Milwaukee Brewers – No. 54
- Pitcher
- Born: May 31, 1999 (age 27) El Dorado Hills, California, U.S.
- Bats: LeftThrows: Left

MLB debut
- May 10, 2024, for the Milwaukee Brewers

MLB statistics (through 2026 season)
- Win–loss record: 7–7
- Earned run average: 3.59
- Strikeouts: 124
- Stats at Baseball Reference

Teams
- Milwaukee Brewers (2024–present);

= Robert Gasser =

American baseball player (born 1999)

Robert Riordan Gasser (born May 31, 1999) is an American professional baseball pitcher for the Milwaukee Brewers of Major League Baseball (MLB). He made his MLB debut in 2024.

==Amateur career==
Gasser grew up in El Dorado Hills, California, and attended Oak Ridge High School. Gasser enrolled at the University of New Mexico and began his college baseball career with the New Mexico Lobos. As a freshman in 2018, he was 2-4 and had a 7.05 ERA over 52 innings pitched. Gasser transferred to San Joaquin Delta College after his freshman year. In his only season with the Mustangs, he went 14-0 with a 2.38 ERA and 139 strikeouts in 102 innings pitched over 18 appearances with 17 starts. Gasser transferred to the University of Houston to play for the Houston Cougars for his remaining collegiate eligibility. In 2020, in 7.1 innings he gave up 9 earned runs. In 2021, Gasser went 6-6 with a 2.63 ERA and 105 strikeouts in 85 2/3 innings pitched and was named first team All-American Athletic Conference.

==Professional career==
===San Diego Padres===
The San Diego Padres selected Gasser with the 71st overall pick in the 2021 Major League Baseball draft. He was assigned to the Rookie-level Arizona Complex League Padres to start his professional career, where he made one appearance before being promoted to the Lake Elsinore Storm of Low-A West.

Gasser began the 2022 season with the High-A Fort Wayne TinCaps and then pitched as well for the Biloxi Shuckers and the Nashville Sounds, posting a collective 7-12 record and 3.94 ERA with 172 strikeouts in 137 innings pitched across 27 starts.

===Milwaukee Brewers===
On August 1, 2022, the Padres traded Gasser, Dinelson Lamet, Taylor Rogers, and Esteury Ruiz to the Milwaukee Brewers for Josh Hader. The Brewers assigned him to the Biloxi Shuckers of the Double-A Southern League. In 2023, playing for the Triple-A Nashville Sounds, Gasser won the International League Pitcher of the Year Award after leading the league with 166 strikeouts and 15 hit batsmen, and posting a 3.79 ERA.

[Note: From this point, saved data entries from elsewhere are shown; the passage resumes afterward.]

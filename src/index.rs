// Copyright 2025-present Harīṣh Tummalachērla
// SPDX-License-Identifier: Apache-2.0

//! Turning a decoded blob into a searchable index.
//!
//! Construction does all the ranking math once, so query time is lookups
//! and accumulation only:
//!
//! 1. Walk the blob's term trie, collecting raw postings
//!    (term → doc → field → occurrence count), per-field document
//!    frequencies, and per-field token lengths.
//! 2. Convert occurrence counts to weights:
//!    `(1 + ln(field_doc_count / doc_freq)) * count / (1 + field_len)`,
//!    scaled by the field's entry in the weight table when it has one.
//!    The `1 +` floor keeps a term that saturates its field (every
//!    document with the field contains it) at a positive weight instead
//!    of vanishing — with it, a one-document index is still searchable.
//! 3. Record each term's best weight and build the suggestion trie over
//!    the vocabulary.
//!
//! # Invariants
//!
//! - Every posting references a declared field and an in-range document
//!   (checked here; the blob walk only checks shape).
//! - Weights are finite. `doc_freq ≤ field.count` holds for any blob the
//!   builder emits, and a zero `field.count` alongside postings is
//!   rejected, so the idf logarithm always gets a positive finite input.
//! - An `Index` is immutable after construction; the worker shares it
//!   freely across in-flight queries.

use std::collections::HashMap;

use crate::blob::IndexBlob;
use crate::error::{Error, Result};
use crate::suggest::SuggestionTrie;
use crate::types::{DocId, Document, FieldDef, FieldId, FieldKind, FieldWeights};

/// Per-term postings: document → matched fields → precomputed weight.
pub(crate) type TermPostings = HashMap<DocId, HashMap<FieldId, f64>>;

/// A loaded, immutable, searchable index.
#[derive(Debug)]
pub struct Index {
    id: String,
    fields: Vec<FieldDef>,
    documents: Vec<Document>,
    postings: HashMap<String, TermPostings>,
    suggestions: SuggestionTrie,
}

impl Index {
    /// Build a searchable index from a decoded blob.
    ///
    /// `weights` scales per-field contributions by field *name*; naming a
    /// field the blob doesn't declare is an error, since a typo here would
    /// otherwise silently flatten the ranking.
    pub fn from_blob(id: &str, blob: &IndexBlob, weights: &FieldWeights) -> Result<Self> {
        let fields = blob.fields.clone();

        let mut boost_by_field: Vec<Option<f64>> = vec![None; fields.len()];
        for (name, weight) in weights {
            match fields.iter().find(|f| &f.name == name) {
                Some(field) => boost_by_field[field.id.index()] = Some(*weight),
                None => {
                    return Err(Error::UnknownWeightField {
                        id: id.to_string(),
                        field: name.clone(),
                    })
                }
            }
        }

        let documents = decode_documents(id, blob)?;

        // Pass 1: raw occurrence counts straight off the trie.
        let mut postings: HashMap<String, TermPostings> = HashMap::new();
        // term → field → number of documents containing the term in it
        let mut doc_freq: HashMap<String, HashMap<FieldId, u32>> = HashMap::new();
        // field → doc → total indexed occurrences (the field's token length)
        let mut field_lens: Vec<HashMap<DocId, u32>> = vec![HashMap::new(); fields.len()];

        blob.for_each_term(id, |term, triplets| {
            for triplet in triplets.chunks_exact(3) {
                let (raw_field, raw_doc, count) = (triplet[0], triplet[1], triplet[2]);

                if raw_field as usize >= fields.len() {
                    return Err(invalid(id, format!("posting for \"{term}\" names field {raw_field}")));
                }
                let field_id = FieldId(raw_field);
                let doc_id = DocId::new(raw_doc, documents.len()).ok_or_else(|| {
                    invalid(id, format!("posting for \"{term}\" names document {raw_doc}"))
                })?;

                *doc_freq
                    .entry(term.to_string())
                    .or_default()
                    .entry(field_id)
                    .or_insert(0) += 1;
                *field_lens[field_id.index()].entry(doc_id).or_insert(0) += count;
                postings
                    .entry(term.to_string())
                    .or_default()
                    .entry(doc_id)
                    .or_default()
                    .insert(field_id, f64::from(count));
            }
            Ok(())
        })?;

        // Pass 2: occurrence counts become weights, and each term records
        // its best weight for the suggestion trie.
        let mut term_weights: HashMap<String, f64> = HashMap::with_capacity(postings.len());
        for (term, doc_map) in &mut postings {
            let freqs = &doc_freq[term.as_str()];
            let mut best = f64::NEG_INFINITY;

            for (doc_id, field_map) in doc_map.iter_mut() {
                for (field_id, value) in field_map.iter_mut() {
                    let field = &fields[field_id.index()];
                    if field.count == 0 {
                        return Err(invalid(
                            id,
                            format!("field \"{}\" has postings but a zero count", field.name),
                        ));
                    }
                    let df = f64::from(freqs[field_id]);
                    let idf = 1.0 + (f64::from(field.count) / df).ln();
                    let len = f64::from(field_lens[field_id.index()][doc_id]);
                    let mut weight = idf * *value / (1.0 + len);
                    if let Some(boost) = boost_by_field[field_id.index()] {
                        weight *= boost;
                    }
                    *value = weight;
                    best = best.max(weight);
                }
            }

            term_weights.insert(term.clone(), best);
        }

        let suggestions = SuggestionTrie::build(&term_weights);

        Ok(Index {
            id: id.to_string(),
            fields,
            documents,
            postings,
            suggestions,
        })
    }

    pub fn id(&self) -> &str {
        &self.id
    }

    pub fn fields(&self) -> &[FieldDef] {
        &self.fields
    }

    pub fn doc_count(&self) -> usize {
        self.documents.len()
    }

    pub fn term_count(&self) -> usize {
        self.postings.len()
    }

    pub(crate) fn document(&self, doc_id: DocId) -> &Document {
        &self.documents[doc_id.index()]
    }

    pub(crate) fn term_postings(&self, stemmed: &str) -> Option<&TermPostings> {
        self.postings.get(stemmed)
    }

    pub(crate) fn complete_term(&self, prefix: &str) -> Option<&str> {
        self.suggestions.complete(prefix)
    }
}

/// Decode positional document rows into published field maps.
fn decode_documents(id: &str, blob: &IndexBlob) -> Result<Vec<Document>> {
    let mut documents = Vec::with_capacity(blob.documents.len());

    for (doc_id, row) in blob.documents.iter().enumerate() {
        // validate() checked arity and the numeric boost already.
        let boost = row[row.len() - 1].as_f64().unwrap_or(1.0);

        let mut fields = serde_json::Map::new();
        for field in &blob.fields {
            let value = &row[field.id.index()];
            if value.is_null() {
                continue;
            }
            let published = match field.kind {
                FieldKind::Enum => {
                    let ordinal = value.as_u64().ok_or_else(|| {
                        invalid(id, format!("document {doc_id}: enum \"{}\" is not an ordinal", field.name))
                    })?;
                    let table = field.values.as_deref().unwrap_or(&[]);
                    let label = table.get(ordinal as usize).ok_or_else(|| {
                        invalid(
                            id,
                            format!("document {doc_id}: enum \"{}\" ordinal {ordinal} out of range", field.name),
                        )
                    })?;
                    serde_json::Value::String(label.clone())
                }
                FieldKind::Text | FieldKind::Name => value.clone(),
            };
            fields.insert(field.name.clone(), published);
        }

        documents.push(Document { boost, fields });
    }

    Ok(documents)
}

fn invalid(id: &str, reason: String) -> Error {
    Error::InvalidBlob {
        id: id.to_string(),
        reason,
    }
}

Gasser began the 2024 season back with Triple–A Nashville, going 0-1 and compiling a 5.25 ERA with 17 strikeouts across three starts. On May 10, 2024, Gasser was selected to the 40-man roster and promoted to the major leagues for the first time. He made his first MLB start the same day and didn't give up a run across six innings, allowing just two hits, no walks, and striking out four. The Milwaukee Journal-Sentinel called the performance "a Brewers major-league debut for the ages." He continued to have one of the best beginnings to a pitching career in franchise history, becoming the third Brewer since 1984 (along with Brandon Woodruff and Freddy Peralta) to record an ERA below 2.00 in his first four career starts. On June 20, it was announced that Gasser would require season–ending surgery to repair the ulnar collateral ligament in his pitching elbow.

On August 30, 2025, Gasser was activated from the injured list and optioned to Triple-A Nashville. He made two starts for Milwaukee over the remainder of the season, going 0-2 and recording a 3.18 ERA with five strikeouts and four walks across 5 2/3 innings pitched. He pitched twice out of the bullpen in the post-season, and in 2.2 innings gave up 2 earned runs, 6 hits including 2 home runs, and 2 walks while striking out 2 batters.

Gasser was optioned to Triple-A Nashville to begin the 2026 season.

==Personal life==

Actor Vin Diesel is a close friend of Gasser's father Jim, and often attended Gasser's high school games.